The House impeached Trump last week for "wilful incitement of insurrection", for encouraging rioters who stormed the Capitol on January 6. They were acting on Trump's false claim the 2020 presidential election was "stolen". Five people died in the mob scene. Countless others were injured.
We have witnessed so many awful firsts: Trump is the first president to be impeached twice. The first to have an impeachment trial set for after he leaves office.
It's the first administration to see a non-peaceful transfer of power.
The first president since Andrew Johnson (another one-term leader who was impeached) not to attend his successor's inauguration. As Time magazine reported, "The image of the past and present president at the US Capitol is seen as an image of the continuity of government and a graceful transfer of and peaceful transfer of power".
2021's start was anything but graceful.
After threats of more violence, capitol buildings around the country are on high alert.

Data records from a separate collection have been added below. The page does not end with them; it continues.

impl TaskRegistry {
    fn create_task_locked(
        &self,
        state: &mut RegistryState,
        requester: Handle,
        payment: Amount,
        spec: TaskSpec,
        callback_method: &str,
        callback_args: Value,
    ) -> RegistryResult<(TaskId, u32)> {
        if spec.redundancy == 0 || spec.redundancy as usize > state.roster.len() {
            return Err(redundancy_bound_error(spec.redundancy, state.roster.len()));
        }
        let unit_price = self.config.price_book.unit_price(spec.variant.as_deref())?;
        let total_price = self
            .config
            .price_book
            .total_price(unit_price, spec.redundancy)?;
        if payment < total_price {
            return Err(CoreError {
                task: None,
                worker: None,
                kind: CoreErrorKind::InsufficientPayment,
                message: format!("payment {payment} below total price {total_price}"),
            });
        }

        let task_id = TaskId(state.last_task_id + 1);
        state.last_task_id = task_id.0;
        let redundancy = spec.redundancy;
        let callback = CallbackSpec {
            receiver: requester.clone(),
            method: callback_method.to_string(),
            args: callback_args,
        };
        state.tasks.insert(
            task_id,
            Task {
                id: task_id,
                requester,
                payment,
                variant: spec.variant,
                config_ref: spec.config_ref,
                inputs: spec.inputs,
                callback,
                redundancy,
                flags: spec.flags,
            },
        );
        state.submissions.insert(task_id, SubmissionLog::new());
        Ok((task_id, redundancy))
    }

    fn dispatch(&self, finalization: Finalization) {
        let mut next = Some(finalization);
        while let Some(finalization) = next.take() {
            next = self.dispatch_one(finalization);
        }
    }

    fn dispatch_one(&self, finalization: Finalization) -> Option<Finalization> {
        let Finalization {
            source,
            callback,
            result,
        } = finalization;
        let followup = if callback.receiver == self.config.service
            && callback.method == QUORUM_RESULT_METHOD
        {
            match bound_quorum_id(&callback.args) {
                Some(quorum_task_id) => self.apply_sub_result(quorum_task_id, &result),
                None => {
                    tracing::warn!(
                        method = %callback.method,
                        "quorum sub-result finalized without a bound quorum task id"
                    );
                    None
                }
            }
        } else {
            self.invoke_callback(&callback, &result);
            None
        };
        match source {
            FinalizedSource::Task(task_id) => self.emit(Notification::TaskFinalized { task_id }),
            FinalizedSource::Quorum(quorum_task_id) => {
                self.emit(Notification::QuorumReached { quorum_task_id })
            }
        }
        followup
    }

    fn invoke_callback(&self, callback: &CallbackSpec, result: &str) {
        let target = match self.targets.lock() {
            Ok(targets) => targets.get(&callback.receiver).cloned(),
            Err(_) => {
                tracing::error!("callback target mutex poisoned");
                None
            }
        };
        let Some(target) = target else {
            tracing::warn!(
                receiver = %callback.receiver,
                method = %callback.method,
                "no callback target registered; finalization already applied"
            );
            return;
        };
        if let Err(error) = target.invoke(&callback.method, &callback.args, result) {
            tracing::warn!(
                receiver = %callback.receiver,
                method = %callback.method,
                kind = ?error.kind,
                message = %error.message,
                "task callback failed; finalization already applied"
            );
        }
    }

    fn apply_sub_result(
        &self,
        quorum_task_id: QuorumTaskId,
        result: &str,
    ) -> Option<Finalization> {
        let mut guard = match self.lock_state() {
            Ok(guard) => guard,
            Err(error) => {
                tracing::error!(
                    quorum_task_id = quorum_task_id.0,
                    message = %error.message,
                    "dropping quorum sub-result"
                );
                return None;
            }
        };
        let state = &mut *guard;
        let quorum_threshold = match state.quorum_tasks.get(&quorum_task_id) {
            Some(task) => task.quorum_threshold,
            None => {
                tracing::debug!(
                    quorum_task_id = quorum_task_id.0,
                    "sub-result for unknown or finalized quorum task ignored"
                );
                return None;
            }
        };
        let log = state.quorum_results.entry(quorum_task_id).or_default();
        if log.matches_for(result) >= quorum_threshold {
            state.quorum_results.remove(&quorum_task_id);
            state
                .quorum_tasks
                .remove(&quorum_task_id)
                .map(|task| Finalization::for_quorum(quorum_task_id, task.callback, result.to_string()))
        } else {
            log.record(result.to_string());
            None
        }
    }

    fn ensure_owner(&self, ctx: &CallContext) -> RegistryResult<()> {
        if ctx.caller != self.config.owner {
            return Err(CoreError {
                task: None,
                worker: Some(ctx.caller.clone()),
                kind: CoreErrorKind::Authorization,
                message: "only the owner may change the worker roster".to_string(),
            });
        }
        Ok(())
    }

    fn emit(&self, notification: Notification) {
        let _ = self.events.send(notification);
    }

    fn lock_state(&self) -> RegistryResult<MutexGuard<'_, RegistryState>> {
        self.state.lock().map_err(|_| CoreError {
            task: None,
            worker: None,
            kind: CoreErrorKind::Internal,
            message: "task registry mutex poisoned".to_string(),
        })
    }
}
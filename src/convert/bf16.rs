//! bf16 ↔ fp32.

use super::{NarrowOpts, narrow};
use crate::format::{FpFormat, is_inf_fp32};
use crate::round::RoundMode;

/// Widen a bf16 value to fp32. bf16 is the top half of fp32, so this is a shift;
/// `clip` pulls an infinite result down to ±max-normal.
#[inline]
pub fn bf16_to_fp32(input: u16, clip: bool) -> u32 {
  let mut out = (input as u32) << 16;
  if clip && is_inf_fp32(out) {
    out -= 1; // ±max_normal
  }
  out
}

/// Narrow an fp32 value to bf16.
///
/// `lfsr` drives the stochastic modes; `clip` substitutes max-normal for a result
/// that lands on ∞ (`clip_inf_input` extends that to infinite inputs); `ftz_out`
/// flushes denormal results.
pub fn fp32_to_bf16(
  input: u32,
  mode: RoundMode,
  lfsr: u32,
  clip: bool,
  ftz_out: bool,
  clip_inf_input: bool,
) -> u16 {
  narrow(input, &FpFormat::BF16, mode, lfsr, NarrowOpts::mode_aware(clip, clip_inf_input, ftz_out)).0
    as u16
}
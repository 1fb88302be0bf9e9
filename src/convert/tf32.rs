//! tf32 / fp19 ↔ fp32, and the variable-mantissa fp18x narrowing.
//!
//! fp19 is a 19-bit format (1 sign, 8 exponent, 10 mantissa). [`fp32_to_fp19`]
//! returns the right-aligned 19-bit encoding; [`fp32_to_tf32`] returns the same
//! value stored left-shifted into a 32-bit word (i.e. an fp32 pattern with the low
//! 13 mantissa bits clear), which is the form the multiply-add tree consumes.

use super::{NarrowOpts, narrow};
use crate::format::{FpFormat, InfNanMode, is_inf_fp32};
use crate::round::RoundMode;

/// Narrow an fp32 value to fp19, right-aligned in the low 19 bits.
pub fn fp32_to_fp19(
  input: u32,
  mode: RoundMode,
  lfsr: u32,
  clip: bool,
  clip_inf_input: bool,
) -> u32 {
  narrow(input, &FpFormat::TF32, mode, lfsr, NarrowOpts::mode_aware(clip, clip_inf_input, false)).0
}

/// Narrow an fp32 value to tf32: the fp19 encoding stored left-shifted by 13, so
/// the result reads as an fp32 bit pattern with a 10-bit mantissa.
pub fn fp32_to_tf32(
  input: u32,
  mode: RoundMode,
  lfsr: u32,
  clip: bool,
  clip_inf_input: bool,
) -> u32 {
  fp32_to_fp19(input, mode, lfsr, clip, clip_inf_input) << 13
}

/// Widen a (left-aligned) tf32 value to fp32: drop the unused low bits.
#[inline]
pub fn tf32_to_fp32(input: u32, clip: bool) -> u32 {
  let mut out = input & 0xFFFF_E000;
  if clip && is_inf_fp32(out) {
    out -= 1; // ±max_normal
  }
  out
}

/// Narrow an fp32 value to an e8 format with a caller-chosen mantissa width
/// (1 ..= 10 bits), right-aligned in the low `9 + man_width` bits.
pub fn fp32_to_fp18x(
  input: u32,
  mode: RoundMode,
  lfsr: u32,
  clip: bool,
  clip_inf_input: bool,
  man_width: u32,
) -> u32 {
  assert!((1 ..= 10).contains(&man_width), "fp18x mantissa width {man_width} out of range");
  let fmt = FpFormat { man_width, ..FpFormat::TF32 };
  narrow(input, &fmt, mode, lfsr, NarrowOpts::mode_aware(clip, clip_inf_input, false)).0
}

#[cfg(test)]
mod tests {
  use super::*;
  use crate::nan::DEFAULT_NAN_FP19;

  const NE: RoundMode = RoundMode::NearestEven;

  #[test]
  fn fp19_known_values() {
    // 0_01111111_0000000000, right-aligned.
    assert_eq!(fp32_to_fp19(1.0f32.to_bits(), NE, 0, false, true), 0x1FC00);
    assert_eq!(fp32_to_tf32(1.0f32.to_bits(), NE, 0, false, true), 0x3F80_0000);
    assert_eq!(fp32_to_tf32((-2.0f32).to_bits(), NE, 0, false, true), 0xC000_0000);
    assert_eq!(fp32_to_fp19(f32::NAN.to_bits(), NE, 0, false, true), DEFAULT_NAN_FP19);
  }

  #[test]
  fn tf32_is_fp32_truncated_to_10_mantissa_bits() {
    for bits in [0x3F80_0000u32, 0x3F80_1FFF, 0x4049_0FDB, 0xC049_0FDB, 0x0000_0001] {
      let out = fp32_to_tf32(bits, RoundMode::TowardZero, 0, false, true);
      assert_eq!(out & 0x1FFF, 0);
      assert_eq!(out & 0xFFFF_E000, bits & 0xFFFF_E000);
    }
  }

  #[test]
  fn tf32_roundtrips_through_fp32() {
    for bits in [0x3F80_0000u32, 0x4049_0000, 0x8000_2000, 0x7F80_0000] {
      let t = fp32_to_tf32(bits, NE, 0, false, true);
      assert_eq!(fp32_to_tf32(tf32_to_fp32(t, false), NE, 0, false, true), t);
    }
  }

  #[test]
  fn tf32_clip() {
    assert_eq!(tf32_to_fp32(0x7F80_0000, true), 0x7F7F_FFFF);
    assert_eq!(tf32_to_fp32(0x7F80_0000, false), 0x7F80_0000);
  }

  #[test]
  fn fp18x_mantissa_width() {
    // man_width 9: 1.0 encodes as 0_01111111_000000000.
    assert_eq!(fp32_to_fp18x(1.0f32.to_bits(), NE, 0, false, true, 9), 0x7F << 9);
    // Rounding happens at the chosen width: 1 + 2^-10 at width 9 is a tie to even.
    let just_above_one = 0x3F80_2000u32;
    assert_eq!(fp32_to_fp18x(just_above_one, NE, 0, false, true, 9), 0x7F << 9);
    assert_eq!(fp32_to_fp18x(just_above_one, RoundMode::TowardPos, 0, false, true, 9), (0x7F << 9) | 1);
  }

  #[test]
  #[should_panic(expected = "out of range")]
  fn fp18x_rejects_zero_width() {
    let _ = fp32_to_fp18x(0, NE, 0, false, true, 0);
  }
}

Photos from Springfield, Illinois, where I used to cover state politics beneath the silver dome, show police with weapons and militarised vehicles.
Hundreds of officers and National Guard members have been deployed to the Capitol.
Plywood covers the once-stately windows to prevent glass from shattering in case of attack. Roads in the area are blocked, a scene repeated at statehouses nationwide.
Journalist friends around the country have prepared, as best they can, for what might happen today, knowing that many Trump supporters seek to hurt them.
A former colleague, Mike, who works in TV news in Ohio, recently shared a photo from another journalist at the Capitol riots, where Maga-hat wearing men stand beside a door scrawled with, "Murder the Media".
CNN reported numerous assaults on the media during the mob scene, where journos were trying to do their jobs as the eyes and ears of America - and the world.
The network posted a two-minute video where Trumpers shouted "F*** you", and "Traitors!" to a reporter and photographer over and over again. It's terrifying, especially when a crowd member screams, "There are a lot more of us than you. We could destroy you."
We enter a new era knowing the cancer of the right-wing has spread throughout the States and beyond, amassing followers who eschew facts, science and deny reality.
Perhaps Trump didn't seed the cancer, but he encouraged its spread, as he and his base lie, cheat, mock and bully to get their way.
Even though polls show 65 per cent of Americans believe Biden was rightfully elected president, 70 per cent of Republicans still buy the thoroughly debunked story the Democrat stole the country's highest office.
This, despite the fact courts have thrown out more than 60 lawsuits by Trump regarding the election. Even former Trump ally, Republican (soon to be former) Senate leader Mitch McConnell has acknowledged Biden's win and blamed Trump for the Capitol insurgency.
"The mob was fed lies," McConnell said.
"They were provoked by the President and other powerful people, and they tried to use fear and violence to stop a specific proceeding of the first branch of the federal government, which they did not like."
Biden's inauguration at the end of the Trump era will be unlike anything before it.
The streets of Washington, DC around the Capitol have been blocked and fortified since the riots.
As of Tuesday morning (US Eastern Standard Time), 25,000 National Guard troops from around the country had been deployed. Air Force fighter jets will patrol the skies. A much smaller crowd, because of threats of violence and the Covid-19 pandemic, will witness the ceremony.
As the New York Times reported, "For the first time, the procession to the White House will be replaced with a 'virtual parade' in an effort to slow the spread of a virus that has killed nearly 400,000 Americans".
I plan to be up before 6am to watch the inauguration online. To witness another, more positive first: the first woman Vice-President. The first black and first south Asian one, as the daughter of Jamaican and Indian immigrants.
These facts seem like nuggets surrounded by falling boulders, but they are golden. You have to savour the positives. Revel while the sun shines.
Another bright spot for me happened yesterday while talking to my dad. He lives in Ohio and has voted Republican all his life. He said the Capitol riots had finally convinced him Trump had to go.
"It will be good to have a sane President," he said, "even if he is a liberal."
Indeed. Savour the moment. Savour the sanity. God only knows how long it'll last.
- Dawn Picken is an expat American who lives and works in the Bay of Plenty.